Vivec tilted their head toward her. ‘_Darling_, are you asking me to _abolish_ myself?’

Saryoni glanced down at her mug, sank back into the chair with a wry smile. ‘Worth a try, I suppose.’

‘You’re no radical, Tholer.’ They said it kindly, but it stung. ‘And what if I do. What if I say, _no gods_, _no_ _kings_, _only mer!!_’ They thrust a clenched fist in the air. ‘Would that blunt the emperor’s swords? Diminish the East Empire Company’s valuation of Vvardenfell’s ‘natural resources’? It’s lovely to be thought of so highly, dear, but not everyone cares so greatly about an old and dying god.’

‘Well, that’s not- Wait, ‘dying’?’ Saryoni placed their cup on the low table. ‘What are you talking about?’

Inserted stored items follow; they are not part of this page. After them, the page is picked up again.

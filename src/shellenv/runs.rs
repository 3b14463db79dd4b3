//! Age-based pruning of `<workspace>/runs/<experiment>/<run>` directories.

use crate::error::EnvError;
use crate::logging;
use anyhow::{Context, Result};
use serde::Serialize;
use std::fs;
use std::io::ErrorKind;
use std::os::unix::fs::MetadataExt;
use std::path::{Path, PathBuf};
use std::time::{Duration, SystemTime, UNIX_EPOCH};

const DAY_SECS: u64 = 24 * 60 * 60;

#[derive(Debug, Clone, Copy, PartialEq, Eq, Serialize, clap::ValueEnum)]
#[serde(rename_all = "kebab-case")]
pub enum PruneMode {
    DryRun,
    Clean,
}

#[derive(Debug, Clone)]
pub struct PrunePolicy {
    pub days_old: u64,
    pub sentinel: String,
    pub mode: PruneMode,
}

#[derive(Debug, Clone, Copy, PartialEq, Eq, Serialize)]
#[serde(rename_all = "snake_case")]
pub enum Verdict {
    Protected,
    TooRecent,
    Eligible,
}

#[derive(Debug, Clone, Serialize)]
pub struct RunEntry {
    pub path: PathBuf,
    pub age_days: u64,
    pub verdict: Verdict,
}

#[derive(Debug, Clone, Default, Serialize)]
pub struct PruneOutcome {
    pub entries: Vec<RunEntry>,
    pub removed: Vec<PathBuf>,
    pub vanished: usize,
    pub errors: Vec<(PathBuf, String)>,
}

impl PruneOutcome {
    pub fn count(&self, verdict: Verdict) -> usize {
        self.entries.iter().filter(|e| e.verdict == verdict).count()
    }
}

pub fn age_in_days(modified: SystemTime, now: SystemTime) -> u64 {
    now.duration_since(modified)
        .unwrap_or(Duration::ZERO)
        .as_secs()
        / DAY_SECS
}

/// Whole days strictly greater than the threshold, like `find -mtime +N`.
pub fn evaluate(age_days: u64, days_old: u64, protected: bool) -> Verdict {
    if protected {
        Verdict::Protected
    } else if age_days > days_old {
        Verdict::Eligible
    } else {
        Verdict::TooRecent
    }
}

fn sorted_subdirs(dir: &Path) -> Result<Vec<PathBuf>> {
    let read_dir = match fs::read_dir(dir) {
        Ok(rd) => rd,
        Err(err) if err.kind() == ErrorKind::NotFound => return Ok(Vec::new()),
        Err(err) => return Err(err).with_context(|| format!("failed to read {}", dir.display())),
    };
    let mut out = Vec::new();
    for entry in read_dir {
        let Ok(entry) = entry else {
            continue;
        };
        let Ok(file_type) = entry.file_type() else {
            continue;
        };
        if file_type.is_dir() {
            out.push(entry.path());
        }
    }
    out.sort();
    Ok(out)
}

/// Remove `path` recursively without descending into other filesystems.
fn remove_tree_same_fs(path: &Path, device: u64) -> Result<()> {
    for entry in fs::read_dir(path).with_context(|| format!("failed to read {}", path.display()))? {
        let entry = entry?;
        let child = entry.path();
        let meta = match fs::symlink_metadata(&child) {
            Ok(meta) => meta,
            Err(err) if err.kind() == ErrorKind::NotFound => continue,
            Err(err) => return Err(err).with_context(|| format!("failed to stat {}", child.display())),
        };
        if meta.is_dir() {
            if meta.dev() != device {
                anyhow::bail!("{} is on another filesystem; left in place", child.display());
            }
            remove_tree_same_fs(&child, device)?;
        } else {
            match fs::remove_file(&child) {
                Ok(()) => {}
                Err(err) if err.kind() == ErrorKind::NotFound => {}
                Err(err) => {
                    return Err(err).with_context(|| format!("failed to remove {}", child.display()));
                }
            }
        }
    }
    fs::remove_dir(path).with_context(|| format!("failed to remove {}", path.display()))
}

pub fn prune_runs(workspace: &Path, policy: &PrunePolicy, now: SystemTime) -> Result<PruneOutcome> {
    if !workspace.is_dir() {
        return Err(EnvError::WorkspaceMissing(workspace.display().to_string()).into());
    }
    let run_tag = now
        .duration_since(UNIX_EPOCH)
        .map(|d| d.as_secs().to_string())
        .unwrap_or_default();

    let mut outcome = PruneOutcome::default();
    let runs_root = workspace.join("runs");
    for experiment in sorted_subdirs(&runs_root)? {
        for run in sorted_subdirs(&experiment)? {
            let meta = match fs::metadata(&run) {
                Ok(meta) => meta,
                Err(err) if err.kind() == ErrorKind::NotFound => {
                    outcome.vanished += 1;
                    continue;
                }
                Err(err) => {
                    outcome.errors.push((run.clone(), err.to_string()));
                    continue;
                }
            };
            let age_days = age_in_days(meta.modified().unwrap_or(now), now);
            let protected = fs::symlink_metadata(run.join(&policy.sentinel)).is_ok();
            let verdict = evaluate(age_days, policy.days_old, protected);
            let target = run.display().to_string();

            match (verdict, policy.mode) {
                (Verdict::Eligible, PruneMode::Clean) => match remove_tree_same_fs(&run, meta.dev()) {
                    Ok(()) => {
                        logging::info(&run_tag, "prune", "remove", &target, &format!("{age_days} days old"));
                        outcome.removed.push(run.clone());
                    }
                    Err(err) if !run.exists() => {
                        logging::info(&run_tag, "prune", "vanished", &target, &format!("{err:#}"));
                        outcome.vanished += 1;
                    }
                    Err(err) => {
                        logging::warn(&run_tag, "prune", "remove", &target, &format!("{err:#}"));
                        outcome.errors.push((run.clone(), format!("{err:#}")));
                    }
                },
                (Verdict::Eligible, PruneMode::DryRun) => {
                    logging::info(&run_tag, "prune", "would-remove", &target, &format!("{age_days} days old"));
                }
                (Verdict::Protected, _) => {
                    logging::info(&run_tag, "prune", "skip", &target, "sentinel present");
                }
                (Verdict::TooRecent, _) => {}
            }
            outcome.entries.push(RunEntry {
                path: run,
                age_days,
                verdict,
            });
        }
    }
    Ok(outcome)
}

‘Well, darling, when your little friends or, gods forbid, my old compatriot Dagoth, toss the Heart of Lorkhan into the inferno…’ they clicked their fingers, ‘that’s it for our little racket, I’m afraid. I’ll hang around for a _while_, of course, I wouldn’t want to just leave everything in disarray, but... well.’

A cloud crossed their features for a second, a look Saryoni had never seen before. She almost wanted to… console them.

‘That’s a sweet thought, dearest, but rather misplaced.’ There was mirth in their words, but not much.

Saryoni closed her eyes a moment, deep in thought. ‘So. Hold on. Is this… goodbye?’

A warm, broad smile crossed their features. ‘Nothing ever truly _dies_, Tholer. But some things change, and cannot change back.’ They settled deep into the armchair, leaning their weight into the headrest. ‘Listen, dearest, I’m afraid there’s not much I can do to stop a bunch of armed goons doing whatever they’re going to do. Not without making the kind of mess that can’t be tidied easily. But maybe we can figure out something a bit more… long term.’ A raised brow, delicate and full of promise.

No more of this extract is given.